En “Control Z”, nueva serie de Netflix, nos encontramos con una protagonista interesante, la chica rara de un colegio privado —para el cual usaron como locación el Edificio Luis Buñuel de los Estudios Churubusco—, con un pasado traumático, muy inteligente y, sobre todo, con una enorme capacidad para observar a los demás y analizar.
También tenemos un objetivo bastante llamativo: ella buscará descubrir la identidad de un hacker que, a través de sus celulares, amenaza a sus compañeros de clase con revelar sus más oscuros secretos y los presiona para traicionarse unos a otros, si es que quieren salvarse de ser expuestos públicamente.
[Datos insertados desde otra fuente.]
//! Slug normalization for roles and groups.
//!
//! Slugs are normalized to lowercase `a-z0-9-` with collapsing separators.

pub const SLUG_MAX: usize = 64;

/// Normalizes user input into a URL-safe slug (`a-z0-9-`) of at most `max` characters.
/// Returns `None` when the normalized result is empty.
/// Caller must still enforce uniqueness.
pub fn normalize_slug(input: &str, max: usize) -> Option<String> {
    let mut slug = String::new();
    let mut prev_dash = false;
    for ch in input.trim().to_lowercase().chars() {
        if ch.is_ascii_alphanumeric() {
            slug.push(ch);
            prev_dash = false;
        } else if !prev_dash {
            slug.push('-');
            prev_dash = true;
        }
    }
    let truncated: String = slug.trim_matches('-').chars().take(max).collect();
    let normalized = truncated.trim_matches('-').to_string();
    if normalized.is_empty() {
        None
    } else {
        Some(normalized)
    }
}

#[cfg(test)]
mod tests {
    use super::*;

    #[test]
    fn collapses_separators_and_lowercases() {
        assert_eq!(
            normalize_slug("  Content   Editors!! ", SLUG_MAX),
            Some("content-editors".to_string())
        );
        assert_eq!(
            normalize_slug("full_access", SLUG_MAX),
            Some("full-access".to_string())
        );
    }

    #[test]
    fn empty_or_symbol_only_input_has_no_slug() {
        assert_eq!(normalize_slug("", SLUG_MAX), None);
        assert_eq!(normalize_slug("***", SLUG_MAX), None);
    }

    #[test]
    fn truncation_does_not_leave_trailing_dash() {
        assert_eq!(normalize_slug("abc def", 4), Some("abc".to_string()));
    }
}
//! Admin-side CRUD controllers driven over the GraphQL HTTP endpoint.

pub mod api_tokens;
pub mod client;
pub mod crud;

pub use self::{
    api_tokens::api_tokens,
    client::{ClientError, GraphqlClient, Transport},
    crud::{Crud, CrudConfig, Mode, Operation, Route},
};
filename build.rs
fn main() {
    built::write_built_file().expect("Failed to acquire build-time information");
}
//! Request identities resolved from bearer tokens.

use tracing::{debug, instrument};

use super::{
    error::EntityError,
    token::{Claims, TokenKind},
    Access, ApiToken, Entities, User,
};

#[derive(Debug, Clone)]
pub enum Principal {
    User(Box<User>),
    ApiToken(Box<ApiToken>),
}

/// Who is calling, and what they may do.
#[derive(Debug, Clone)]
pub struct Identity {
    pub principal: Principal,
    pub access: Access,
}

impl Identity {
    #[must_use]
    pub fn user(&self) -> Option<&User> {
        match &self.principal {
            Principal::User(user) => Some(user.as_ref()),
            Principal::ApiToken(_) => None,
        }
    }

    #[must_use]
    pub fn id(&self) -> &str {
        match &self.principal {
            Principal::User(user) => &user.id,
            Principal::ApiToken(token) => &token.id,
        }
    }

    #[must_use]
    pub fn has_scope(&self, scope: &str) -> bool {
        self.access.allows(scope)
    }
}

/// Resolve a bearer token into an [`Identity`].
///
/// User tokens must reference an enabled user. API tokens are valid only while
/// the stored token entity still carries the exact same string.
///
/// # Errors
/// Returns `INVALID_TOKEN`, `USER_DISABLED` or a store failure.
#[instrument(skip_all)]
pub async fn authenticate(entities: &Entities, token: &str) -> Result<Identity, EntityError> {
    let token = token.trim();
    let Claims { sub, kind, .. } = entities.tokens().verify(token)?;

    let not_found_is_invalid = |err: EntityError| match err {
        EntityError::NotFound(_) => EntityError::InvalidToken,
        other => other,
    };

    match kind {
        TokenKind::User => {
            let user = entities
                .users()
                .get(&sub)
                .await
                .map_err(not_found_is_invalid)?;
            if !user.enabled {
                return Err(EntityError::UserDisabled);
            }
            let access = entities.access(&user.roles, &user.groups).await?;
            debug!(user = %user.id, "authenticated user");
            Ok(Identity {
                principal: Principal::User(Box::new(user)),
                access,
            })
        }
        TokenKind::ApiToken => {
            let stored = entities
                .api_tokens()
                .get(&sub)
                .await
                .map_err(not_found_is_invalid)?;
            if stored.token != token {
                return Err(EntityError::InvalidToken);
            }
            let access = entities.access(&stored.roles, &stored.groups).await?;
            debug!(token = %stored.id, "authenticated api token");
            Ok(Identity {
                principal: Principal::ApiToken(Box::new(stored)),
                access,
            })
        }
    }
}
Además, de inicio todo va acompañado de una propuesta visual estilizada, que logra reflejar la vida juvenil actual, definida por el uso de los chats y las redes sociales.
Es una lástima que cada uno de esos tres prometedores ingredientes, conforme avanzan los capítulos, se pierdan en una amalgama más bien efectista, de conceptos ya muy vistos, que van de “Sé lo que hiciste el Verano Pasado”, a telenovelas como “Rebelde” y series tipo “Élite”. El primero de ellos, con aspiraciones a entregar una joven Sherlock, tiene un desarrollo intermitente: por momentos es importante, en otros queda en lo mero anecdótico y nunca se le saca verdadero provecho, debilitando por completo la intriga.
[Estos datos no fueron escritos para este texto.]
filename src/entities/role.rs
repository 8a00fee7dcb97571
use async_graphql::{InputObject, SimpleObject};
use async_trait::async_trait;
use chrono::{DateTime, Utc};
use serde::{Deserialize, Serialize};
use serde_json::{json, Map, Value};
use std::collections::BTreeSet;
use uuid::Uuid;

use super::{
    error::EntityError,
    slug::{normalize_slug, SLUG_MAX},
    Entities, Entity, Model,
};

/// A named set of scopes.
#[derive(Debug, Clone, Serialize, Deserialize, SimpleObject)]
#[serde(rename_all = "camelCase")]
#[graphql(complex)]
pub struct Role {
    #[graphql(skip)]
    pub id: String,
    pub name: String,
    pub slug: String,
    #[serde(default)]
    pub description: Option<String>,
    #[serde(default)]
    pub scopes: Vec<String>,
    pub created_on: DateTime<Utc>,
    pub saved_on: DateTime<Utc>,
}

#[derive(Debug, Clone, Default, InputObject)]
pub struct RoleInput {
    pub name: Option<String>,
    pub slug: Option<String>,
    pub description: Option<String>,
    pub scopes: Option<Vec<String>>,
}

/// Trim a required `name`; on create it must be present.
pub(crate) fn prepare_name(
    document: &mut Map<String, Value>,
    name: Option<String>,
    creating: bool,
) -> Result<Option<String>, EntityError> {
    match name.map(|name| name.trim().to_string()) {
        Some(name) if name.is_empty() => Err(EntityError::invalid("name", "Name is required.")),
        Some(name) => {
            document.insert("name".to_string(), Value::String(name.clone()));
            Ok(Some(name))
        }
        None if creating => Err(EntityError::invalid("name", "Name is required.")),
        None => Ok(None),
    }
}

/// Resolve the slug to store: explicit input wins, otherwise it is derived
/// from the name on create.
pub(crate) fn prepare_slug(
    slug: Option<String>,
    name: Option<&str>,
    creating: bool,
) -> Result<Option<String>, EntityError> {
    match (slug, name) {
        (Some(slug), _) => normalize_slug(&slug, SLUG_MAX)
            .map(Some)
            .ok_or_else(|| EntityError::invalid("slug", "Invalid slug.")),
        (None, Some(name)) if creating => normalize_slug(name, SLUG_MAX)
            .map(Some)
            .ok_or_else(|| EntityError::invalid("slug", "Unable to derive a slug from the name.")),
        (None, _) => Ok(None),
    }
}

fn normalize_scopes(scopes: Vec<String>) -> Vec<String> {
    let mut seen = BTreeSet::new();
    scopes
        .into_iter()
        .map(|scope| scope.trim().to_string())
        .filter(|scope| !scope.is_empty() && seen.insert(scope.clone()))
        .collect()
}

#[async_trait]
impl Model for Role {
    type Input = RoleInput;

    const COLLECTION: &'static str = "roles";
    const NAME: &'static str = "Role";
    const SCOPE: &'static str = "security:role:crud";
    const UNIQUE: &'static [&'static str] = &["slug"];

    async fn prepare(
        entities: &Entities,
        id: Uuid,
        input: RoleInput,
        existing: Option<&Self>,
    ) -> Result<Map<String, Value>, EntityError> {
        let creating = existing.is_none();
        let mut document = Map::new();

        let name = prepare_name(&mut document, input.name, creating)?;
        if let Some(slug) = prepare_slug(input.slug, name.as_deref(), creating)? {
            entities.roles().ensure_unique(id, "slug", &slug).await?;
            document.insert("slug".to_string(), Value::String(slug));
        }
        if let Some(description) = input.description {
            document.insert("description".to_string(), json!(description.trim()));
        }
        match input.scopes {
            Some(scopes) => {
                document.insert("scopes".to_string(), json!(normalize_scopes(scopes)));
            }
            None if creating => {
                document.insert("scopes".to_string(), json!([]));
            }
            None => {}
        }
        Ok(document)
    }
}

impl Entity<Role> {
    /// # Errors
    /// Returns an error if the store fails.
    pub async fn find_by_slug(&self, slug: &str) -> Result<Option<Role>, EntityError> {
        let mut filter = Map::new();
        filter.insert("slug".to_string(), Value::String(slug.to_string()));
        self.find_one(filter, Vec::new()).await
    }
}

#[cfg(test)]
#[allow(clippy::unwrap_used)]
mod tests {
    use super::*;
    use crate::entities::test_support;

    #[test]
    fn scopes_are_trimmed_and_deduplicated() {
        let scopes = normalize_scopes(vec![
            " cms:page:read".to_string(),
            String::new(),
            "cms:page:read".to_string(),
            "cms:page:write".to_string(),
        ]);
        assert_eq!(scopes, vec!["cms:page:read", "cms:page:write"]);
    }

    #[tokio::test]
    async fn slug_is_derived_and_unique() {
        let entities = test_support::entities();
        let roles = entities.roles();
        let role = roles
            .create(RoleInput {
                name: Some("Content Editors".to_string()),
                ..RoleInput::default()
            })
            .await
            .unwrap();
        assert_eq!(role.slug, "content-editors");
        assert!(role.scopes.is_empty());
        assert!(roles.find_by_slug("content-editors").await.unwrap().is_some());

        let err = roles
            .create(RoleInput {
                name: Some("Other".to_string()),
                slug: Some("Content_Editors".to_string()),
                ..RoleInput::default()
            })
            .await
            .unwrap_err();
        assert_eq!(err.code(), "CONFLICT");
    }

    #[tokio::test]
    async fn name_is_required() {
        let entities = test_support::entities();
        let err = entities
            .roles()
            .create(RoleInput {
                name: Some("   ".to_string()),
                ..RoleInput::default()
            })
            .await
            .unwrap_err();
        assert_eq!(err.code(), "INVALID_ATTRIBUTES");
        let err = entities.roles().create(RoleInput::default()).await.unwrap_err();
        assert_eq!(err.code(), "INVALID_ATTRIBUTES");
    }

    #[tokio::test]
    async fn update_keeps_slug_when_renamed() {
        let entities = test_support::entities();
        let roles = entities.roles();
        let role = roles
            .create(RoleInput {
                name: Some("Editors".to_string()),
                scopes: Some(vec!["cms:page:read".to_string()]),
                ..RoleInput::default()
            })
            .await
            .unwrap();
        let updated = roles
            .update(
                &role.id,
                RoleInput {
                    name: Some("Writers".to_string()),
                    ..RoleInput::default()
                },
            )
            .await
            .unwrap();
        assert_eq!(updated.name, "Writers");
        assert_eq!(updated.slug, "editors");
        assert_eq!(updated.scopes, vec!["cms:page:read"]);
    }
}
Lo segundo es sólo un pretexto para acercarse a temas ciertamente complejos, como la transexualidad y el bullying, que se quedan como apuntes en medio de una serie de situaciones llenas de estereotipos adolescentes, clichés tecnológicos y diálogos trillados, cuya ejecución únicamente atina a caer en los lugares comunes. En cuanto a lo tercero, es el envoltorio de una amalgama que no encuentra una verdadera identidad, ante lo efectista de sus pretensiones y las soluciones simplistas, aunque ofrece una hábil mezcla de estilos.
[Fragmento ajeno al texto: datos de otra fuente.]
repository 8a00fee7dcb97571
//! GraphQL-over-HTTP client used by the admin CRUD controllers.

use async_trait::async_trait;
use reqwest::Client;
use secrecy::{ExposeSecret, SecretString};
use serde_json::{json, Value};
use std::time::Duration;
use thiserror::Error;
use tracing::{debug, info_span, Instrument};
use url::Url;

use super::crud::Operation;

#[derive(Debug, Error)]
pub enum ClientError {
    #[error("request failed: {0}")]
    Http(#[from] reqwest::Error),
    #[error("server responded with {status}: {body}")]
    Status { status: u16, body: String },
    #[error("graphql errors: {}", .0.join("; "))]
    GraphQl(Vec<String>),
    #[error("{code}: {message}")]
    Envelope { code: String, message: String },
    #[error("response has no value at `{0}`")]
    MissingResponse(String),
}

/// Executes named GraphQL operations and returns the `data` object.
#[async_trait]
pub trait Transport: Send + Sync {
    async fn execute(&self, operation: &Operation, variables: Value) -> Result<Value, ClientError>;
}

#[derive(Debug, Clone)]
pub struct GraphqlClient {
    client: Client,
    endpoint: Url,
    token: Option<SecretString>,
}

impl GraphqlClient {
    /// # Errors
    /// Returns an error if the HTTP client cannot be built.
    pub fn new(endpoint: Url) -> Result<Self, ClientError> {
        let client = Client::builder()
            .user_agent(crate::APP_USER_AGENT)
            .timeout(Duration::from_secs(10))
            .build()?;
        Ok(Self {
            client,
            endpoint,
            token: None,
        })
    }

    /// Authenticate every request with `Authorization: Bearer <token>`.
    #[must_use]
    pub fn with_token(mut self, token: SecretString) -> Self {
        self.token = Some(token);
        self
    }
}

/// Split a GraphQL response body into its `data`, failing on `errors`.
pub(crate) fn into_data(body: Value) -> Result<Value, ClientError> {
    if let Some(errors) = body.get("errors").and_then(Value::as_array) {
        if !errors.is_empty() {
            let messages = errors
                .iter()
                .map(|error| {
                    error
                        .get("message")
                        .and_then(Value::as_str)
                        .unwrap_or("unknown error")
                        .to_string()
                })
                .collect();
            return Err(ClientError::GraphQl(messages));
        }
    }
    match body.get("data") {
        Some(data) if !data.is_null() => Ok(data.clone()),
        _ => Err(ClientError::MissingResponse("data".to_string())),
    }
}

#[async_trait]
impl Transport for GraphqlClient {
    async fn execute(&self, operation: &Operation, variables: Value) -> Result<Value, ClientError> {
        let span = info_span!(
            "graphql.request",
            http.method = "POST",
            url = %self.endpoint,
            operation = operation.name
        );
        let mut request = self.client.post(self.endpoint.clone()).json(&json!({
            "operationName": operation.name,
            "query": operation.document,
            "variables": variables,
        }));
        if let Some(token) = &self.token {
            request = request.bearer_auth(token.expose_secret());
        }
        let response = request.send().instrument(span).await?;

        let status = response.status();
        if !status.is_success() {
            let body = response.text().await.unwrap_or_default();
            return Err(ClientError::Status {
                status: status.as_u16(),
                body,
            });
        }

        let body: Value = response.json().await?;
        debug!(operation = operation.name, "graphql response received");
        into_data(body)
    }
}
use clap::{builder::ValueParser, Arg, ArgAction, Command};

pub const ARG_VERBOSITY: &str = "verbosity";

/// Level names in verbosity order; the index is the `-v` count.
const LEVELS: [&str; 5] = ["error", "warn", "info", "debug", "trace"];

/// Accept `0..=5` or a level name for `CUSTODIA_LOG_LEVEL`.
#[must_use]
pub fn validator_log_level() -> ValueParser {
    ValueParser::from(|level: &str| -> Result<u8, String> {
        match level.parse::<u8>() {
            Ok(count) if count <= 5 => return Ok(count),
            _ => {}
        }

        let level = level.to_lowercase();
        LEVELS
            .iter()
            .position(|name| *name == level)
            .and_then(|index| u8::try_from(index).ok())
            .ok_or_else(|| format!("invalid log level: {level}"))
    })
}

#[must_use]
pub fn with_args(command: Command) -> Command {
    command.arg(
        Arg::new(ARG_VERBOSITY)
            .short('v')
            .long("verbose")
            .help("Verbosity level: ERROR, WARN, INFO, DEBUG, TRACE (default: ERROR)")
            .env("CUSTODIA_LOG_LEVEL")
            .global(true)
            .action(ArgAction::Count)
            .value_parser(validator_log_level()),
    )
}

/// Map a verbosity count to a tracing level; `None` keeps the default.
#[must_use]
pub const fn verbosity_level(count: u8) -> Option<tracing::Level> {
    match count {
        0 => None,
        1 => Some(tracing::Level::WARN),
        2 => Some(tracing::Level::INFO),
        3 => Some(tracing::Level::DEBUG),
        _ => Some(tracing::Level::TRACE),
    }
}
//! btleplug Transport
//!
//! [`Transport`] on top of the platform Bluetooth stack.

use crate::infrastructure::bluetooth::scanner::BleScanner;
use crate::infrastructure::bluetooth::transport::{DisconnectNotifier, Transport, TransportError};
use btleplug::api::{Central, CentralEvent, Characteristic, Manager as _, Peripheral as _, WriteType};
use btleplug::platform::{Adapter, Manager, Peripheral, PeripheralId};
use futures::stream::{Stream, StreamExt};
use std::collections::BTreeSet;
use std::future::Future;
use std::pin::Pin;
use std::time::Duration;
use tokio::task::JoinHandle;
use tracing::{debug, info, warn};
use uuid::Uuid;

type EventStream = Pin<Box<dyn Stream<Item = CentralEvent> + Send>>;

/// Platform Bluetooth transport using the first available adapter
pub struct BtleTransport {
    adapter: Adapter,
    scanner: BleScanner,
}

impl BtleTransport {
    pub async fn new() -> Result<Self, TransportError> {
        let manager = Manager::new().await?;
        let adapter = manager
            .adapters()
            .await?
            .into_iter()
            .next()
            .ok_or(TransportError::NoAdapter)?;
        info!("Using Bluetooth adapter: {}", adapter.adapter_info().await?);

        Ok(Self {
            scanner: BleScanner::new(adapter.clone()),
            adapter,
        })
    }
}

/// An open GATT link. Disconnects itself when dropped without being closed.
pub struct BtleLink {
    peripheral: Option<Peripheral>,
    characteristics: BTreeSet<Characteristic>,
    watcher: JoinHandle<()>,
}

impl BtleLink {
    fn characteristic(&self, uuid: Uuid) -> Result<&Characteristic, TransportError> {
        self.characteristics
            .iter()
            .find(|c| c.uuid == uuid)
            .ok_or(TransportError::CharacteristicNotFound { uuid })
    }

    fn peripheral(&self) -> Result<&Peripheral, TransportError> {
        self.peripheral.as_ref().ok_or(TransportError::NotConnected)
    }
}

impl Drop for BtleLink {
    fn drop(&mut self) {
        self.watcher.abort();
        if let Some(peripheral) = self.peripheral.take() {
            release_detached(peripheral);
        }
    }
}

/// Something that can be disconnected from a detached task
trait Release: Send + 'static {
    fn release(self) -> impl Future<Output = ()> + Send + 'static;
}

impl Release for Peripheral {
    async fn release(self) {
        if let Err(e) = self.disconnect().await {
            warn!("Failed to release BLE link: {}", e);
        }
    }
}

fn release_detached<P: Release>(peripheral: P) {
    match tokio::runtime::Handle::try_current() {
        Ok(runtime) => {
            debug!("Releasing BLE link on drop");
            runtime.spawn(peripheral.release());
        }
        Err(_) => warn!("BLE link dropped outside a runtime; it may stay open"),
    }
}

/// Disconnects a half-opened peripheral unless disarmed once the link is built
struct ConnectGuard<P: Release> {
    peripheral: Option<P>,
}

impl<P: Release> ConnectGuard<P> {
    fn new(peripheral: P) -> Self {
        Self {
            peripheral: Some(peripheral),
        }
    }

    fn disarm(mut self) {
        self.peripheral = None;
    }
}

impl<P: Release> Drop for ConnectGuard<P> {
    fn drop(&mut self) {
        if let Some(peripheral) = self.peripheral.take() {
            release_detached(peripheral);
        }
    }
}

impl Transport for BtleTransport {
    type Handle = Peripheral;
    type Link = BtleLink;

    async fn scan(&self, address: &str, timeout: Duration) -> Result<Option<Peripheral>, TransportError> {
        self.scanner.find_by_address(address, timeout).await
    }

    async fn open(&self, handle: &Peripheral, notifier: DisconnectNotifier) -> Result<BtleLink, TransportError> {
        // Subscribe before connecting so a drop during setup is not missed
        let events = self.adapter.events().await?;

        // Held until the link exists, so a timed-out open cannot leave the peripheral connected
        let guard = ConnectGuard::new(handle.clone());
        if let Err(e) = handle.connect().await {
            guard.disarm();
            return Err(map_ble_error(e));
        }
        if let Err(e) = handle.discover_services().await {
            if let Err(close) = handle.disconnect().await {
                warn!("Failed to disconnect after service discovery error: {}", close);
            }
            guard.disarm();
            return Err(map_ble_error(e));
        }

        let characteristics = handle.characteristics();
        debug!("Discovered {} characteristics", characteristics.len());

        let watcher = tokio::spawn(watch_disconnects(events, handle.id(), notifier));
        guard.disarm();

        Ok(BtleLink {
            peripheral: Some(handle.clone()),
            characteristics,
            watcher,
        })
    }

    async fn close(&self, mut link: BtleLink) -> Result<(), TransportError> {
        // An explicit close is not an unexpected disconnect
        link.watcher.abort();
        match link.peripheral.take() {
            Some(peripheral) => peripheral.disconnect().await.map_err(map_ble_error),
            None => Ok(()),
        }
    }

    async fn write(&self, link: &BtleLink, characteristic: Uuid, data: &[u8]) -> Result<(), TransportError> {
        let target = link.characteristic(characteristic)?;
        link.peripheral()?
            .write(target, data, WriteType::WithResponse)
            .await
            .map_err(map_ble_error)
    }

    async fn read(&self, link: &BtleLink, characteristic: Uuid) -> Result<Vec<u8>, TransportError> {
        let target = link.characteristic(characteristic)?;
        link.peripheral()?.read(target).await.map_err(map_ble_error)
    }
}

async fn watch_disconnects(mut events: EventStream, id: PeripheralId, notifier: DisconnectNotifier) {
    while let Some(event) = events.next().await {
        if let CentralEvent::DeviceDisconnected(dropped) = event {
            if dropped == id {
                notifier.notify_disconnected();
                return;
            }
        }
    }
}

fn map_ble_error(e: btleplug::Error) -> TransportError {
    match e {
        btleplug::Error::NotConnected => TransportError::NotConnected,
        other => TransportError::Ble(other),
    }
}

#[cfg(test)]
mod tests {
    use super::*;
    use tokio::sync::oneshot;

    struct Tracked(oneshot::Sender<()>);

    impl Release for Tracked {
        async fn release(self) {
            let _ = self.0.send(());
        }
    }

    #[tokio::test(start_paused = true)]
    async fn test_cancelled_open_releases_peripheral() {
        let (released, was_released) = oneshot::channel();
        let open = async move {
            let guard = ConnectGuard::new(Tracked(released));
            // Service discovery that never finishes
            std::future::pending::<()>().await;
            guard.disarm();
        };

        assert!(tokio::time::timeout(Duration::from_secs(30), open).await.is_err());
        assert!(was_released.await.is_ok());
    }

    #[tokio::test]
    async fn test_disarmed_guard_keeps_link() {
        let (released, was_released) = oneshot::channel();
        ConnectGuard::new(Tracked(released)).disarm();

        // The sender is dropped without a release being sent
        assert!(was_released.await.is_err());
    }
}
No podemos negar que “Control Z”, tiene claro el público al que va dirigido, apostando por la agilidad del ritmo y lo truculento de una trama juvenil, que se beneficia de episodios cortos para generar la expectativa, en un entorno escolar de lujos. Es por ahí que encuentra el enganche como producto de entretenimiento, uno disfrazado de novedad pero que es genérico y poco comprometido con su propia propuesta de reflejar cierta realidad —según palabras de los involucrados en su realización—, más allá de buscar que sea vendible, algo que ciertamente consigue.